◆ **To do**
Across the entries, how many lines have the string "Deserialize" in them? Reply with only a number.

◆ **Records for the exercise**
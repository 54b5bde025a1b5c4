//! Field types of entity shapes.

use indexmap::IndexMap;
use serde::{Deserialize, Serialize};

/// Which projection a shape, or a reference to a nested entity, represents.
#[derive(Debug, Clone, Copy, PartialEq, Eq, Hash, Serialize, Deserialize)]
#[serde(rename_all = "snake_case")]
pub enum View {
    /// The authored definition. Structurally identical to `Get`.
    Canonical,
    Get,
    Post,
    Patch,
    Put,
}

impl View {
    pub fn as_str(&self) -> &'static str {
        match self {
            Self::Canonical => "canonical",
            Self::Get => "get",
            Self::Post => "post",
            Self::Patch => "patch",
            Self::Put => "put",
        }
    }
}

impl std::fmt::Display for View {
    fn fmt(&self, f: &mut std::fmt::Formatter<'_>) -> std::fmt::Result {
        f.write_str(self.as_str())
    }
}

/// Semantic type of a field.
#[derive(Debug, Clone, PartialEq, Eq)]
pub enum FieldType {
    String,
    Integer,
    Number,
    Boolean,
    /// RFC 3339 timestamp string.
    Timestamp,
    Uuid,
    /// Arbitrary JSON, always a plain value.
    Json,
    Enum(Vec<String>),
    Nullable(Box<FieldType>),
    Array(Box<FieldType>),
    /// An array whose elements are unique.
    Set(Box<FieldType>),
    /// Inline value object. Never carries augmentations.
    Object(IndexMap<String, Field>),
    /// A nested canonical entity, projected along with its parent.
    Entity { name: String, view: View },
    /// A named type not yet resolved to an entity or a plain object.
    Ref(String),
}

impl FieldType {
    pub fn nullable(inner: FieldType) -> Self {
        Self::Nullable(Box::new(inner))
    }

    pub fn array(inner: FieldType) -> Self {
        Self::Array(Box::new(inner))
    }

    pub fn set(inner: FieldType) -> Self {
        Self::Set(Box::new(inner))
    }

    pub fn entity(name: impl Into<String>) -> Self {
        Self::Entity {
            name: name.into(),
            view: View::Canonical,
        }
    }

    pub fn reference(name: impl Into<String>) -> Self {
        Self::Ref(name.into())
    }

    pub fn enumeration<I, S>(values: I) -> Self
    where
        I: IntoIterator<Item = S>,
        S: Into<String>,
    {
        Self::Enum(values.into_iter().map(Into::into).collect())
    }

    pub fn object<I, S>(fields: I) -> Self
    where
        I: IntoIterator<Item = (S, Field)>,
        S: Into<String>,
    {
        Self::Object(fields.into_iter().map(|(k, f)| (k.into(), f)).collect())
    }

    /// Scalar keyword used in entity files and error messages, if any.
    pub fn scalar_name(&self) -> Option<&'static str> {
        match self {
            Self::String => Some("string"),
            Self::Integer => Some("integer"),
            Self::Number => Some("number"),
            Self::Boolean => Some("boolean"),
            Self::Timestamp => Some("timestamp"),
            Self::Uuid => Some("uuid"),
            Self::Json => Some("json"),
            _ => None,
        }
    }

    pub fn from_scalar_name(name: &str) -> Option<Self> {
        match name {
            "string" => Some(Self::String),
            "integer" => Some(Self::Integer),
            "number" => Some(Self::Number),
            "boolean" => Some(Self::Boolean),
            "timestamp" => Some(Self::Timestamp),
            "uuid" => Some(Self::Uuid),
            "json" => Some(Self::Json),
            _ => None,
        }
    }

    pub fn is_nullable(&self) -> bool {
        matches!(self, Self::Nullable(_))
    }
}

/// A field of a shape.
#[derive(Debug, Clone, PartialEq, Eq)]
pub struct Field {
    pub ty: FieldType,
    /// Whether the key may be omitted from a payload.
    pub optional: bool,
}

impl Field {
    pub fn required(ty: FieldType) -> Self {
        Self {
            ty,
            optional: false,
        }
    }

    pub fn optional(ty: FieldType) -> Self {
        Self { ty, optional: true }
    }
}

◆ **Exercise output**
2